College graduation (Courtesy Columbia University)

Broecker then put forth the idea that the conveyor could suddenly switch on and off, leading to drastic climate shifts–not over millennia, as many had come to think, but perhaps just decades. He pointed to an apparently rapid cooling some 12,000 years ago that threw Europe and other regions into a temporary deep freeze. Paradoxically, he argued, the cause might have been a then-warming climate and the collapse of northern ice sheets, which introduced a pulse of freshwater that pushed back on the conveyor. He warned that “the uncontrolled experiment” of modern human-induced warming might bring similar rapid changes. He was fond of saying, “The climate system is an angry beast, and we are poking it with sticks.”

Climatologists are still debating whether and how rapid climate swings might take place today.
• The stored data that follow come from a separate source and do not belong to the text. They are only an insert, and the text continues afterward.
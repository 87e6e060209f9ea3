//! Nova Rogue - combat and progression core for a roguelike arcade shooter
//!
//! Core modules:
//! - `sim`: Deterministic simulation (spawning, combat, progression, beams)
//! - `settings`: Run configuration (game mode, weapon, seed, arena)
//!
//! Rendering, audio, input mapping and broad-phase physics live outside this
//! crate. The simulation consumes overlap events and emits effect requests.

pub mod settings;
pub mod sim;

pub use settings::{GameMode, RunSettings, WeaponKind};

use glam::Vec2;

/// Game configuration constants
pub mod consts {
    /// Nominal frame time (one logical tick per rendered frame)
    pub const SIM_DT: f32 = 1.0 / 60.0;

    /// Arena dimensions (screen space, y grows downward)
    pub const ARENA_WIDTH: f32 = 1000.0;
    pub const ARENA_HEIGHT: f32 = 700.0;

    /// Player spawn offset from the bottom edge
    pub const PLAYER_START_OFFSET_Y: f32 = 100.0;
    /// Player hit radius
    pub const PLAYER_RADIUS: f32 = 5.0;
    pub const PLAYER_START_HEALTH: f32 = 100.0;

    /// Bullet pool capacity (player and hostile pools each)
    pub const BULLET_POOL_CAPACITY: usize = 100;
    pub const BULLET_RADIUS: f32 = 6.0;

    /// Hit radii used by the reference overlap pass and the beam
    pub const ASTEROID_RADIUS: f32 = 15.0;
    pub const BOSS_RADIUS: f32 = 37.5;
    pub const PICKUP_RADIUS: f32 = 14.0;

    /// Level cap for the player
    pub const MAX_PLAYER_LEVEL: u32 = 20;
}

/// Unit direction for an angle in radians (screen space)
#[inline]
pub fn direction(angle: f32) -> Vec2 {
    Vec2::new(angle.cos(), angle.sin())
}

/// True when `p` lies outside the arena expanded by `margin` on every side
#[inline]
pub fn outside_arena(p: Vec2, width: f32, height: f32, margin: f32) -> bool {
    p.x < -margin || p.x > width + margin || p.y < -margin || p.y > height + margin
}
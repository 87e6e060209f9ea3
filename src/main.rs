//! Nova Rogue headless driver
//!
//! Runs a seeded autopilot session against the simulation core and prints a
//! run summary. Usage: `nova-rogue [settings.json] [ticks]`

use std::process::ExitCode;

use glam::Vec2;

use nova_rogue::RunSettings;
use nova_rogue::consts::SIM_DT;
use nova_rogue::sim::{
    Effect, GamePhase, GameState, TickInput, UpgradeChoice, detect_overlaps, tick,
};

/// Ten minutes at the nominal frame rate
const DEFAULT_TICKS: u32 = 36_000;
/// Frames per sweep direction
const SWEEP_FRAMES: u32 = 120;

fn load_settings(path: Option<&str>) -> Result<RunSettings, String> {
    let Some(path) = path else {
        return Ok(RunSettings::default());
    };
    let json =
        std::fs::read_to_string(path).map_err(|e| format!("failed to read {}: {}", path, e))?;
    RunSettings::from_json(&json).map_err(|e| format!("invalid settings in {}: {}", path, e))
}

/// Weave side to side and hold fire; take the first card offered
fn autopilot(state: &GameState, frame: u32) -> TickInput {
    let heading = if (frame / SWEEP_FRAMES) % 2 == 0 { -1.0 } else { 1.0 };
    let upgrade_choice = state.pending_offer.as_ref().map(|offer| {
        if offer.cards.is_empty() {
            UpgradeChoice::NoneAvailable
        } else {
            UpgradeChoice::Pick(0)
        }
    });
    TickInput {
        move_axis: Vec2::new(heading, 0.0),
        fire: true,
        special: frame % 600 == 0,
        upgrade_choice,
        overlaps: detect_overlaps(state),
        ..Default::default()
    }
}

fn main() -> ExitCode {
    env_logger::Builder::from_env(env_logger::Env::default().default_filter_or("info")).init();

    let args: Vec<String> = std::env::args().skip(1).collect();
    let settings = match load_settings(args.first().map(String::as_str)) {
        Ok(settings) => settings,
        Err(err) => {
            log::error!("{}", err);
            return ExitCode::FAILURE;
        }
    };
    let ticks = args
        .get(1)
        .and_then(|t| t.parse().ok())
        .unwrap_or(DEFAULT_TICKS);

    let mut state = GameState::new(settings);
    let mut frame = 0;
    let mut bosses_defeated = 0;
    while frame < ticks && state.phase != GamePhase::GameOver {
        let input = autopilot(&state, frame);
        tick(&mut state, &input, SIM_DT);
        for effect in state.drain_effects() {
            if let Effect::BossDefeated { .. } = effect {
                bosses_defeated += 1;
            }
        }
        frame += 1;
    }

    let run = &state.run;
    println!("frames:          {}", frame);
    println!("game time:       {:.1}s", state.now() / 1000.0);
    println!("score:           {}", run.score);
    println!("kills:           {}", run.kills);
    println!("level:           {}", run.player_level);
    println!("health:          {:.0}/{:.0}", run.health, run.max_health);
    println!("bosses defeated: {}", bosses_defeated);
    println!("flood mode:      {}", run.flood_mode);
    let upgrades: Vec<String> = state
        .upgrades
        .acquired()
        .iter()
        .map(|&kind| format!("{} {}", kind.def().display_name, state.upgrades.level(kind)))
        .collect();
    println!("upgrades:        {}", upgrades.join(", "));

    ExitCode::SUCCESS
}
That notwithstanding, Broecker’s ideas were taken up and wildly exaggerated in the 2004 movie The Day After Tomorrow, which featured a climate-change-powered tsunami engulfing Manhattan and then freezing into an ice sheet–all in the same day. They were more credibly explained in possibly the only pop song about physical oceanography, “Uncle Wally’s Tale,” by the singer Tom Chapin. (Chapin was Broecker’s brother-in-law, married to Broecker’s younger sister, Bonnie.)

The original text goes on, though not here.